Category
Technical Debt (cleanup, refactor)
Component
Host Runtime (with AICPU Scheduler on the read side)
Description
PTO2_SCHEDULER_TIMEOUT_MS is a per-device, run-invariant value (the AICPU scheduler no-progress watchdog). It is semantically per-device config, but it is currently carried as a field of the per-run runtime arena layout (PTO2RuntimeArenaLayout::scheduler_timeout_ms) and re-transmitted on every run as part of the full arena image H2D.
This is a structural mismatch with two concrete downsides:
-
The layout becomes a dumping ground. PTO2RuntimeArenaLayout describes the per-run arena (ring sizes, tensor_map, scope caps — things that genuinely change per run). A per-device watchdog timeout has nothing to do with ring/tensor layout. Every future per-device knob that "just rides the layout" compounds this.
-
Read path is per-run for a value that never changes per run. The host re-reads the env (resolve_scheduler_timeout_ms()) every run and re-writes it into the freshly-rebuilt arena image; the device re-reads it from rt_->prebuilt_layout on every boot.
Ring sizes (PTO2_RING_*) legitimately belong in the layout (they are per-run). The mismatch is only for run-invariant per-device config like the scheduler timeout.
There is now a purpose-built channel for exactly this: InitArgs. A recent refactor introduced InitArgs (src/a5/platform/include/common/kernel_args.h:130), documented verbatim as "per-device one-shot invariants ... uploaded once at worker init via the simpler_aicpu_init entry, before any register_callable/exec launch ... so they no longer ride on the per-run KernelArgs: latched once into the resident AICPU SO globals and surviving every subsequent per-task launch." It currently carries device_id, log_level, log_info_v. The scheduler timeout is the same category of value and belongs here.
- Host send:
ensure_aicpu_init_launched() (src/common/platform/onboard/host/device_runner_base.cpp:364) fills InitArgs (:374) and launches KernelNames::InitName exactly once per runner, guarded by aicpu_init_launched_ (:380, aicpu_num=1).
- Device latch precedent:
InitArgs.log_info_v is latched into the resident AICPU global g_log_info_v (src/common/platform/onboard/aicpu/device_log.cpp:36), "latched once per device ... not re-pushed per run."
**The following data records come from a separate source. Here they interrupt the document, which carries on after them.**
//! Best-effort conversion of field values into the representation a
//! constraint needs.
//!
//! Numeric coercion reports failure as `None` so the caller can treat a
//! bound as inapplicable. Text coercion always succeeds. Timestamp coercion
//! returns a [`CoercionError`] because a value that cannot be read with the
//! requested layout is itself a violation.

use std::borrow::Cow;

use chrono::{DateTime, FixedOffset, NaiveDate, NaiveDateTime, NaiveTime};

use crate::value::FieldValue;

/// Layout used to read a timestamp out of text.
#[derive(Debug, Clone, PartialEq, Eq)]
pub enum TimeLayout {
    /// `YYYY-MM-DD`, read as midnight UTC.
    Date,
    /// `HH:MM:SS`, read on the epoch date in UTC.
    Time,
    /// RFC 3339 with an explicit offset.
    DateTime,
    /// A caller supplied `strftime` layout.
    Custom(String),
}

impl TimeLayout {
    /// Returns the `strftime` layout, or `None` for RFC 3339.
    pub fn pattern(&self) -> Option<&str> {
        match self {
            TimeLayout::Date => Some("%Y-%m-%d"),
            TimeLayout::Time => Some("%H:%M:%S"),
            TimeLayout::DateTime => None,
            TimeLayout::Custom(layout) => Some(layout),
        }
    }

    /// Returns the human readable form used in messages.
    pub fn describe(&self) -> &str {
        match self {
            TimeLayout::Date => "YYYY-MM-DD",
            TimeLayout::Time => "HH:MM:SS",
            TimeLayout::DateTime => "RFC 3339",
            TimeLayout::Custom(layout) => layout,
        }
    }
}

/// Failure to read a value as a timestamp.
#[derive(Debug, Clone, PartialEq, Eq, thiserror::Error)]
pub enum CoercionError {
    /// The text form did not match the layout.
    #[error("'{value}' does not match time layout '{layout}': {source}")]
    Timestamp {
        value: String,
        layout: String,
        #[source]
        source: chrono::ParseError,
    },
}

/// Converts a value to a signed integer.
///
/// Integers of any width pass, finite floats truncate toward zero, and text
/// is parsed as a base-10 integer. Magnitudes beyond the `i64` range
/// saturate to `i64::MIN` or `i64::MAX`. NaN and everything else is `None`.
///
/// # Example
///
/// ```rust
/// use verdict::{coerce, FieldValue};
///
/// assert_eq!(coerce::to_integer(&FieldValue::Float(-2.9)), Some(-2));
/// assert_eq!(coerce::to_integer(&FieldValue::from("42")), Some(42));
/// assert_eq!(coerce::to_integer(&FieldValue::from("4.2")), None);
/// assert_eq!(coerce::to_integer(&FieldValue::Bool(true)), None);
/// ```
pub fn to_integer(value: &FieldValue) -> Option<i64> {
    match value {
        FieldValue::Int(n) => Some(*n),
        FieldValue::UInt(n) => Some(i64::try_from(*n).unwrap_or(i64::MAX)),
        // float to int `as` casts truncate and saturate
        FieldValue::Float(n) if !n.is_nan() => Some(*n as i64),
        FieldValue::Text(s) => s.trim().parse::<i128>().ok().map(saturate),
        _ => None,
    }
}

fn saturate(n: i128) -> i64 {
    n.clamp(i128::from(i64::MIN), i128::from(i64::MAX)) as i64
}

/// Converts a value to text. Never fails.
pub fn to_text(value: &FieldValue) -> Cow<'_, str> {
    match value {
        FieldValue::Text(s) => Cow::Borrowed(s.as_str()),
        FieldValue::Bytes(bytes) => String::from_utf8_lossy(bytes),
        other => Cow::Owned(other.to_string()),
    }
}

/// Reads a value as a timestamp using `layout`.
///
/// Native timestamps pass through for any layout. Everything else is read
/// from its text form.
pub fn to_timestamp(
    value: &FieldValue,
    layout: &TimeLayout,
) -> Result<DateTime<FixedOffset>, CoercionError> {
    if let FieldValue::Timestamp(t) = value {
        return Ok(*t);
    }

    let text = to_text(value);
    let text = text.trim();
    let parsed = match layout {
        TimeLayout::DateTime => DateTime::parse_from_rfc3339(text),
        TimeLayout::Date => NaiveDate::parse_from_str(text, "%Y-%m-%d")
            .map(|d| d.and_time(NaiveTime::default()).and_utc().fixed_offset()),
        TimeLayout::Time => NaiveTime::parse_from_str(text, "%H:%M:%S")
            .map(|t| NaiveDate::default().and_time(t).and_utc().fixed_offset()),
        TimeLayout::Custom(pattern) => parse_custom(text, pattern),
    };

    parsed.map_err(|source| CoercionError::Timestamp {
        value: text.to_string(),
        layout: layout.describe().to_string(),
        source,
    })
}

/// Tries the layout as offset-aware, then naive date-time, then date, then
/// time. Naive results are taken as UTC.
fn parse_custom(text: &str, pattern: &str) -> Result<DateTime<FixedOffset>, chrono::ParseError> {
    let first = match DateTime::parse_from_str(text, pattern) {
        Ok(t) => return Ok(t),
        Err(e) => e,
    };
    if let Ok(t) = NaiveDateTime::parse_from_str(text, pattern) {
        return Ok(t.and_utc().fixed_offset());
    }
    if let Ok(d) = NaiveDate::parse_from_str(text, pattern) {
        return Ok(d.and_time(NaiveTime::default()).and_utc().fixed_offset());
    }
    if let Ok(t) = NaiveTime::parse_from_str(text, pattern) {
        return Ok(NaiveDate::default().and_time(t).and_utc().fixed_offset());
    }
    Err(first)
}

/// Returns true for absent or zero values.
///
/// Null, empty text/bytes/collections, `0`, `0.0` and `false` are empty.
/// Timestamps are never empty.
pub fn is_empty(value: &FieldValue) -> bool {
    match value {
        FieldValue::Null => true,
        FieldValue::Bool(b) => !b,
        FieldValue::Int(n) => *n == 0,
        FieldValue::UInt(n) => *n == 0,
        FieldValue::Float(n) => *n == 0.0,
        FieldValue::Text(s) => s.is_empty(),
        FieldValue::Bytes(b) => b.is_empty(),
        FieldValue::Timestamp(_) => false,
        FieldValue::List(items) => items.is_empty(),
        FieldValue::Map(entries) => entries.is_empty(),
    }
}

#[cfg(test)]
mod tests {
    use super::*;
    use chrono::{Datelike, TimeZone, Timelike, Utc};
    use indexmap::IndexMap;

    #[test]
    fn test_to_integer_from_integers() {
        assert_eq!(to_integer(&FieldValue::Int(-7)), Some(-7));
        assert_eq!(to_integer(&FieldValue::UInt(7)), Some(7));
        assert_eq!(to_integer(&FieldValue::UInt(u64::MAX)), Some(i64::MAX));
    }

    #[test]
    fn test_to_integer_truncates_floats() {
        assert_eq!(to_integer(&FieldValue::Float(3.99)), Some(3));
        assert_eq!(to_integer(&FieldValue::Float(-3.99)), Some(-3));
        assert_eq!(to_integer(&FieldValue::Float(f64::NAN)), None);
        assert_eq!(to_integer(&FieldValue::Float(f64::INFINITY)), Some(i64::MAX));
        assert_eq!(to_integer(&FieldValue::Float(1e30)), Some(i64::MAX));
        assert_eq!(to_integer(&FieldValue::Float(-1e30)), Some(i64::MIN));
    }

    #[test]
    fn test_to_integer_from_text() {
        assert_eq!(to_integer(&FieldValue::from("18")), Some(18));
        assert_eq!(to_integer(&FieldValue::from(" -4 ")), Some(-4));
        assert_eq!(
            to_integer(&FieldValue::from("99999999999999999999")),
            Some(i64::MAX)
        );
        assert_eq!(to_integer(&FieldValue::from("abc")), None);
        assert_eq!(to_integer(&FieldValue::from("")), None);
    }

    #[test]
    fn test_to_integer_rejects_other_types() {
        assert_eq!(to_integer(&FieldValue::Null), None);
        assert_eq!(to_integer(&FieldValue::Bool(true)), None);
        assert_eq!(to_integer(&FieldValue::List(vec![])), None);
        assert_eq!(to_integer(&FieldValue::Bytes(b"12".to_vec())), None);
    }

    #[test]
    fn test_to_text() {
        assert_eq!(to_text(&FieldValue::from("plain")), "plain");
        assert_eq!(to_text(&FieldValue::Bytes(b"bytes".to_vec())), "bytes");
        assert_eq!(to_text(&FieldValue::Int(12)), "12");
        assert_eq!(to_text(&FieldValue::Bool(false)), "false");
        assert!(matches!(to_text(&FieldValue::from("x")), Cow::Borrowed(_)));
    }

    #[test]
    fn test_to_timestamp_date_layout() {
        let t = to_timestamp(&FieldValue::from("2024-02-29"), &TimeLayout::Date).unwrap();
        assert_eq!((t.year(), t.month(), t.day()), (2024, 2, 29));
        assert_eq!(t.hour(), 0);

        assert!(to_timestamp(&FieldValue::from("2023-02-29"), &TimeLayout::Date).is_err());
        assert!(to_timestamp(&FieldValue::from("29/02/2024"), &TimeLayout::Date).is_err());
    }

    #[test]
    fn test_to_timestamp_time_layout() {
        let t = to_timestamp(&FieldValue::from("23:59:01"), &TimeLayout::Time).unwrap();
        assert_eq!((t.hour(), t.minute(), t.second()), (23, 59, 1));

        assert!(to_timestamp(&FieldValue::from("24:00:00"), &TimeLayout::Time).is_err());
        assert!(to_timestamp(&FieldValue::from("12:00"), &TimeLayout::Time).is_err());
    }

    #[test]
    fn test_to_timestamp_datetime_layout() {
        let t = to_timestamp(
            &FieldValue::from("2024-05-01T10:00:00+02:00"),
            &TimeLayout::DateTime,
        )
        .unwrap();
        assert_eq!(t.offset().local_minus_utc(), 2 * 3600);

        let err = to_timestamp(&FieldValue::from("2024-05-01 10:00"), &TimeLayout::DateTime)
            .unwrap_err();
        assert!(err.to_string().contains("RFC 3339"));
    }

    #[test]
    fn test_to_timestamp_custom_layout() {
        let layout = TimeLayout::Custom("%d/%m/%Y".to_string());
        let t = to_timestamp(&FieldValue::from("01/05/2024"), &layout).unwrap();
        assert_eq!((t.year(), t.month(), t.day()), (2024, 5, 1));

        let layout = TimeLayout::Custom("%Y-%m-%d %H:%M".to_string());
        let t = to_timestamp(&FieldValue::from("2024-05-01 08:15"), &layout).unwrap();
        assert_eq!((t.hour(), t.minute()), (8, 15));

        assert!(to_timestamp(&FieldValue::from("nope"), &layout).is_err());
    }

    #[test]
    fn test_to_timestamp_passes_native_values() {
        let native = Utc.with_ymd_and_hms(2020, 1, 1, 0, 0, 0).unwrap().fixed_offset();
        let value = FieldValue::Timestamp(native);
        assert_eq!(to_timestamp(&value, &TimeLayout::Time).unwrap(), native);
    }

    #[test]
    fn test_is_empty() {
        assert!(is_empty(&FieldValue::Null));
        assert!(is_empty(&FieldValue::from("")));
        assert!(is_empty(&FieldValue::Int(0)));
        assert!(is_empty(&FieldValue::UInt(0)));
        assert!(is_empty(&FieldValue::Float(0.0)));
        assert!(is_empty(&FieldValue::Bool(false)));
        assert!(is_empty(&FieldValue::List(vec![])));
        assert!(is_empty(&FieldValue::Map(IndexMap::new())));
        assert!(is_empty(&FieldValue::Bytes(vec![])));

        assert!(!is_empty(&FieldValue::from(" ")));
        assert!(!is_empty(&FieldValue::Int(-1)));
        assert!(!is_empty(&FieldValue::Bool(true)));
        assert!(!is_empty(&FieldValue::from(Utc::now())));
    }
}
This supersedes an earlier note in this issue that claimed there was no transmit-once channel — that reasoning only considered the per-run launch tier. InitArgs is a genuine transmit-once-per-device path.
Location
Current placement to remove:
src/a5/runtime/tensormap_and_ringbuffer/runtime/pto_runtime2.h:117 — scheduler_timeout_ms field in PTO2RuntimeArenaLayout
src/a5/runtime/tensormap_and_ringbuffer/host/runtime_maker.cpp:248 — per-run resolve_scheduler_timeout_ms() (env read), written into layout at :499
src/a5/runtime/tensormap_and_ringbuffer/runtime/scheduler/scheduler_dispatch.cpp:606 — device read of rt_->prebuilt_layout.scheduler_timeout_ms
Target channel to reuse:
InitArgs struct: src/a5/platform/include/common/kernel_args.h:130
- Host one-shot launch:
src/common/platform/onboard/host/device_runner_base.cpp:364 (ensure_aicpu_init_launched)
- Device latch precedent:
src/common/platform/onboard/aicpu/device_log.cpp:36 (g_log_info_v)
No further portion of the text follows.